Posted by: Otter at December 28, 2003 at 01:43 PM

It's hard to believe that that many people can die from an earthquake.

(Here's a article quoting someone saying they welcome assistance from all countries except Israel)

Posted by: Andjam at December 28, 2003 at 02:49 PM

"they welcome assistance from all countries except Israel"


idiots.

Posted by: samkit at December 28, 2003 at 02:59 PM

Actually, it's much more than 2/3s of those killed in Vietnam. We lost about 50,000 soldiers (Google search results in one number of 47,000).

So, we're talking about 4/5s or, at a minimum, 3/4s.

And our losses were, obviously, over more than a decade of fighting. The losses in Iran were overnight.

Horrific.

SMG


Posted by: SteveMG at December 28, 2003 at 03:16 PM

Remember also that Bam is a major cultural centre and tourist attraction. The cultural losses here are irreplacable.

Obviously human beings are a lot more important but in the long term the full public realisation of the significance of the destruction of Bam itself will leave Iran a much poorer place.
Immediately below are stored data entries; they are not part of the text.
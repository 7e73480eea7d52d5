use std::path::PathBuf;

/// Server configuration
#[derive(Debug, Clone)]
pub struct ServerConfig {
    /// TCP port to listen on
    pub port: u16,
    /// Directory for the JSON document store
    pub store_dir: PathBuf,
}

impl ServerConfig {
    /// Load config from environment variables (PORT, STORE_DIR).
    pub fn from_env() -> Self {
        let port = std::env::var("PORT")
            .ok()
            .and_then(|v| v.parse().ok())
            .unwrap_or(3000);

        let store_dir = std::env::var("STORE_DIR")
            .ok()
            .map(PathBuf::from)
            .unwrap_or_else(|| PathBuf::from("data"));

        Self { port, store_dir }
    }
}
use crate::types::{ChatRecord, RecordId, TodoRecord};
use serde::{Deserialize, Serialize};

#[derive(Debug, Clone, Serialize, Deserialize)]
#[serde(tag = "t", rename_all = "snake_case")]
pub enum ClientMessage {
    AddTodo {
        text: String,
    },
    ToggleTodo {
        id: RecordId,
    },
    DeleteTodo {
        id: RecordId,
    },
    UpdateTodo {
        id: RecordId,
        text: String,
    },
    SendMessage {
        text: String,
        username: String,
        avatar: String,
        /// Client-supplied timestamp; filled server-side when absent
        #[serde(default)]
        time: Option<String>,
    },
}

#[derive(Debug, Clone, Serialize, Deserialize)]
#[serde(tag = "t", rename_all = "snake_case")]
pub enum ServerMessage {
    /// Full todo list, newest first
    TodosUpdate { todos: Vec<TodoRecord> },
    /// Full chat log, oldest first
    ChatUpdate { messages: Vec<ChatRecord> },
    Error { code: String, msg: String },
}
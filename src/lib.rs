// Public API for integration tests and potential library usage

pub mod admission;
pub mod api;
pub mod config;
pub mod coordinator;
pub mod protocol;
pub mod store;
pub mod types;
pub mod ws;
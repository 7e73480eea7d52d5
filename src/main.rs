use axum::{middleware, routing::get, Router};
use std::net::SocketAddr;
use std::sync::Arc;
use tower_http::trace::TraceLayer;
use tracing_subscriber::{layer::SubscriberExt, util::SubscriberInitExt};

use syncpad::{
    admission, api, config::ServerConfig, coordinator::Coordinator, store::JsonFileStore, ws,
};

#[tokio::main]
async fn main() {
    // Load .env file if present (before any env var reads)
    if let Err(e) = dotenvy::dotenv() {
        // Not an error if .env doesn't exist, only log if it's a different issue
        if !matches!(e, dotenvy::Error::Io(_)) {
            eprintln!("Warning: Failed to load .env file: {}", e);
        }
    }

    // Initialize tracing
    tracing_subscriber::registry()
        .with(
            tracing_subscriber::EnvFilter::try_from_default_env()
                .unwrap_or_else(|_| "syncpad=debug,tower_http=debug,axum=trace".into()),
        )
        .with(tracing_subscriber::fmt::layer())
        .init();

    tracing::info!("Starting syncpad...");

    let config = ServerConfig::from_env();
    let origin_policy = Arc::new(admission::OriginPolicy::from_env());

    // Open the backing document store
    let store = match JsonFileStore::open(&config.store_dir).await {
        Ok(store) => Arc::new(store),
        Err(e) => {
            tracing::error!(
                "Failed to open document store at {}: {}",
                config.store_dir.display(),
                e
            );
            std::process::exit(1);
        }
    };

    let coordinator = Arc::new(Coordinator::new(store));

    // WebSocket route with origin admission
    let ws_routes = Router::new()
        .route("/ws", get(ws::ws_handler))
        .layer(middleware::from_fn_with_state(
            origin_policy.clone(),
            admission::origin_admission_middleware,
        ));

    // REST fallback routes
    let api_routes = Router::new()
        .route("/", get(api::root))
        .route("/health", get(api::health))
        .route("/api/todos", get(api::get_todos))
        .route("/api/chats", get(api::get_chats));

    let app = Router::new()
        .merge(ws_routes)
        .merge(api_routes)
        .layer(admission::cors_layer(&origin_policy))
        .layer(TraceLayer::new_for_http())
        .with_state(coordinator);

    let addr = SocketAddr::from(([0, 0, 0, 0], config.port));
    tracing::info!("Listening on http://{}", addr);

    let listener = tokio::net::TcpListener::bind(addr).await.unwrap();
    axum::serve(listener, app).await.unwrap();
}
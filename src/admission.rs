//! Connection admission
//!
//! Origin allowlist for incoming connections. Channels from non-allowlisted
//! origins are rejected at the HTTP layer, before upgrade, so the
//! coordinator never sees events from a connection that should not exist.

use axum::{
    body::Body,
    extract::State,
    http::{header, HeaderValue, Method, Request, Response, StatusCode},
    middleware::Next,
};
use std::sync::Arc;
use tower_http::cors::{AllowOrigin, CorsLayer};

/// Origin admission policy
#[derive(Debug, Clone)]
pub struct OriginPolicy {
    /// Allowed origins (None = allow all)
    pub allowed: Option<Vec<String>>,
}

impl OriginPolicy {
    /// Load the policy from the ALLOWED_ORIGINS environment variable
    /// (comma-separated). Unset or empty disables the allowlist.
    pub fn from_env() -> Self {
        let allowed = std::env::var("ALLOWED_ORIGINS")
            .ok()
            .map(|v| {
                v.split(',')
                    .map(|s| s.trim().trim_end_matches('/').to_string())
                    .filter(|s| !s.is_empty())
                    .collect::<Vec<_>>()
            })
            .filter(|v| !v.is_empty());

        match &allowed {
            Some(origins) => {
                tracing::info!("Origin allowlist enabled: {:?}", origins);
            }
            None => {
                tracing::warn!("ALLOWED_ORIGINS not set - any origin may connect!");
            }
        }

        Self { allowed }
    }

    pub fn is_enabled(&self) -> bool {
        self.allowed.is_some()
    }

    pub fn is_allowed(&self, origin: &str) -> bool {
        match &self.allowed {
            Some(list) => list.iter().any(|o| o == origin),
            None => true,
        }
    }
}

/// Middleware rejecting requests whose Origin header is not allowlisted.
///
/// Requests without an Origin header (non-browser clients) pass through;
/// the allowlist is a browser cross-origin guard, not an auth scheme.
pub async fn origin_admission_middleware(
    State(policy): State<Arc<OriginPolicy>>,
    request: Request<Body>,
    next: Next,
) -> Response<Body> {
    if !policy.is_enabled() {
        return next.run(request).await;
    }

    match request
        .headers()
        .get(header::ORIGIN)
        .and_then(|v| v.to_str().ok())
    {
        Some(origin) if !policy.is_allowed(origin) => {
            tracing::warn!("Rejected connection from origin '{}'", origin);
            Response::builder()
                .status(StatusCode::FORBIDDEN)
                .body(Body::from("Origin not allowed"))
                .unwrap()
        }
        _ => next.run(request).await,
    }
}

/// CORS layer for the REST routes, built from the same policy.
pub fn cors_layer(policy: &OriginPolicy) -> CorsLayer {
    match &policy.allowed {
        Some(origins) => {
            let parsed: Vec<HeaderValue> = origins
                .iter()
                .filter_map(|o| match o.parse() {
                    Ok(v) => Some(v),
                    Err(_) => {
                        tracing::warn!("Ignoring unparseable origin '{}'", o);
                        None
                    }
                })
                .collect();
            CorsLayer::new()
                .allow_origin(AllowOrigin::list(parsed))
                .allow_methods([Method::GET, Method::POST])
        }
        None => CorsLayer::permissive(),
    }
}
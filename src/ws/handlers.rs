//! WebSocket intent dispatch
//!
//! Maps parsed client messages onto coordinator mutations. Mutation results
//! are deliberately not answered: success reaches the client as the next
//! broadcast snapshot, and a dropped intent reaches it as the absence of one.

use crate::coordinator::{CoordResult, Coordinator, NewChatMessage};
use crate::protocol::{ClientMessage, ServerMessage};
use std::sync::Arc;

/// Handle a client message and return an optional direct response.
pub async fn handle_message(
    msg: ClientMessage,
    coordinator: &Arc<Coordinator>,
) -> Option<ServerMessage> {
    let result: CoordResult<()> = match msg {
        ClientMessage::AddTodo { text } => coordinator.add_todo(&text).await.map(drop),

        ClientMessage::ToggleTodo { id } => coordinator.toggle_todo(&id).await.map(drop),

        ClientMessage::DeleteTodo { id } => coordinator.delete_todo(&id).await,

        ClientMessage::UpdateTodo { id, text } => {
            coordinator.update_todo(&id, &text).await.map(drop)
        }

        ClientMessage::SendMessage {
            text,
            username,
            avatar,
            time,
        } => coordinator
            .send_message(NewChatMessage {
                text,
                username,
                avatar,
                time,
            })
            .await
            .map(drop),
    };

    if let Err(e) = result {
        tracing::warn!("Dropped mutation intent: {}", e);
    }
    None
}

#[cfg(test)]
mod tests {
    use super::*;
    use crate::store::MemoryStore;
    use tokio::sync::broadcast::error::TryRecvError;

    #[tokio::test]
    async fn test_add_todo_intent_reaches_subscribers() {
        let coordinator = Arc::new(Coordinator::new(Arc::new(MemoryStore::new())));
        let mut rx = coordinator.subscribe();

        let response = handle_message(
            ClientMessage::AddTodo {
                text: "Buy milk".to_string(),
            },
            &coordinator,
        )
        .await;
        assert!(response.is_none());

        match rx.recv().await.unwrap() {
            ServerMessage::TodosUpdate { todos } => {
                assert_eq!(todos.len(), 1);
                assert_eq!(todos[0].text, "Buy milk");
            }
            other => panic!("expected todos snapshot, got {:?}", other),
        }
    }

    #[tokio::test]
    async fn test_invalid_intent_is_dropped_silently() {
        let coordinator = Arc::new(Coordinator::new(Arc::new(MemoryStore::new())));
        let mut rx = coordinator.subscribe();

        let response = handle_message(
            ClientMessage::DeleteTodo {
                id: "no-such-id".to_string(),
            },
            &coordinator,
        )
        .await;

        // Fire-and-forget: no direct reply, no broadcast
        assert!(response.is_none());
        assert!(matches!(rx.try_recv(), Err(TryRecvError::Empty)));
    }
}
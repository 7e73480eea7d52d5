pub mod handlers;

use axum::{
    extract::{
        ws::{Message, WebSocket, WebSocketUpgrade},
        State,
    },
    response::IntoResponse,
};
use futures::{sink::SinkExt, stream::StreamExt};
use std::sync::Arc;
use std::time::Duration;

use crate::coordinator::Coordinator;
use crate::protocol::{ClientMessage, ServerMessage};

/// Ping cadence; bounds how long a dead channel can linger in the fan-out.
const HEARTBEAT_INTERVAL: Duration = Duration::from_secs(25);

/// WebSocket upgrade handler
pub async fn ws_handler(
    ws: WebSocketUpgrade,
    State(coordinator): State<Arc<Coordinator>>,
) -> impl IntoResponse {
    ws.on_upgrade(move |socket| handle_socket(socket, coordinator))
}

/// Handle individual WebSocket connection
async fn handle_socket(socket: WebSocket, coordinator: Arc<Coordinator>) {
    let (mut sender, mut receiver) = socket.split();

    // Register with the fan-out before the initial send so nothing published
    // in between is missed. Reconnects land here again and are
    // indistinguishable from fresh connections.
    let mut updates = coordinator.subscribe();

    tracing::info!(
        "WebSocket connected ({} channels)",
        coordinator.connected_channels()
    );

    // Current snapshot of every collection goes to this channel only
    for snapshot in coordinator.initial_snapshots().await {
        if send_json(&mut sender, &snapshot).await.is_err() {
            tracing::warn!("Failed to deliver initial snapshot");
            return;
        }
    }

    let mut heartbeat = tokio::time::interval(HEARTBEAT_INTERVAL);
    heartbeat.tick().await; // first tick fires immediately

    loop {
        tokio::select! {
            // Snapshot broadcasts from the coordinator
            update = updates.recv() => {
                match update {
                    Ok(msg) => {
                        if send_json(&mut sender, &msg).await.is_err() {
                            break;
                        }
                    }
                    Err(e) => {
                        // Lagging is harmless: the next snapshot supersedes
                        // everything this channel missed
                        tracing::warn!("Broadcast receive error: {}", e);
                    }
                }
            }

            // Heartbeat so dead channels are detected within one interval
            _ = heartbeat.tick() => {
                if sender.send(Message::Ping(Vec::new().into())).await.is_err() {
                    break;
                }
            }

            // Client intents
            ws_msg = receiver.next() => {
                match ws_msg {
                    Some(Ok(Message::Text(text))) => {
                        tracing::debug!("Received message: {}", text);

                        match serde_json::from_str::<ClientMessage>(&text) {
                            Ok(client_msg) => {
                                if let Some(response) =
                                    handlers::handle_message(client_msg, &coordinator).await
                                {
                                    if send_json(&mut sender, &response).await.is_err() {
                                        break;
                                    }
                                }
                            }
                            Err(e) => {
                                tracing::error!("Failed to parse client message: {}", e);
                                let error = ServerMessage::Error {
                                    code: "PARSE_ERROR".to_string(),
                                    msg: format!("Invalid message format: {}", e),
                                };
                                let _ = send_json(&mut sender, &error).await;
                            }
                        }
                    }
                    Some(Ok(Message::Close(_))) => {
                        tracing::info!("WebSocket closed");
                        break;
                    }
                    Some(Ok(Message::Ping(data))) => {
                        if sender.send(Message::Pong(data)).await.is_err() {
                            break;
                        }
                    }
                    Some(Ok(_)) => {}
                    Some(Err(e)) => {
                        tracing::error!("WebSocket error: {}", e);
                        break;
                    }
                    None => break,
                }
            }
        }
    }

    // Dropping `updates` deregisters this channel from the fan-out
    tracing::info!("WebSocket connection closed");
}

async fn send_json(
    sender: &mut futures::stream::SplitSink<WebSocket, Message>,
    msg: &ServerMessage,
) -> Result<(), axum::Error> {
    match serde_json::to_string(msg) {
        Ok(json) => sender.send(Message::Text(json.into())).await,
        Err(e) => {
            tracing::error!("Failed to serialize server message: {}", e);
            Ok(())
        }
    }
}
Posted by: gaz at December 28, 2003 at 03:22 PM

A major problem in that part of the world are the poor building codes. Those sort of casualty figures would be unlikely in NZ, Japan or the US -all earthquake-prone. This is not meant to be smart alec comment but rather a reminder that many of these tragedies can be lessened with present engineering technology.

Posted by: John Elliot at December 28, 2003 at 03:27 PM

My biggest annoyance - CNN was running the story about 7 dead people in California mudslides as their top story. Iran was buried like third or fourth.

I know it may be hard to get lots of footage from Iran, but gimme a break ... it really felt embarrassing, considering all the folks who pick up CNN in other countries.

At least print journalism got it right.

Posted by: Bill at December 28, 2003 at 04:34 PM

That's what you get for being part of the 'Axis of Evil'.

Posted by: Mike Hunt at December 28, 2003 at 05:28 PM

About 100,000 people die on an average day worldwide, with no particular disasters, and get no particular notice except by the individuals near to each; that local attention is what matters. The attention grabbing otherwise is vicarious entertainment, and is based on what disaster the target audience can relate to most reliably. So look for the deaths of beautiful white people in the news in the US, for instance, in the US news leads. The product of news organizations is not news, but you. They sell you to advertisers.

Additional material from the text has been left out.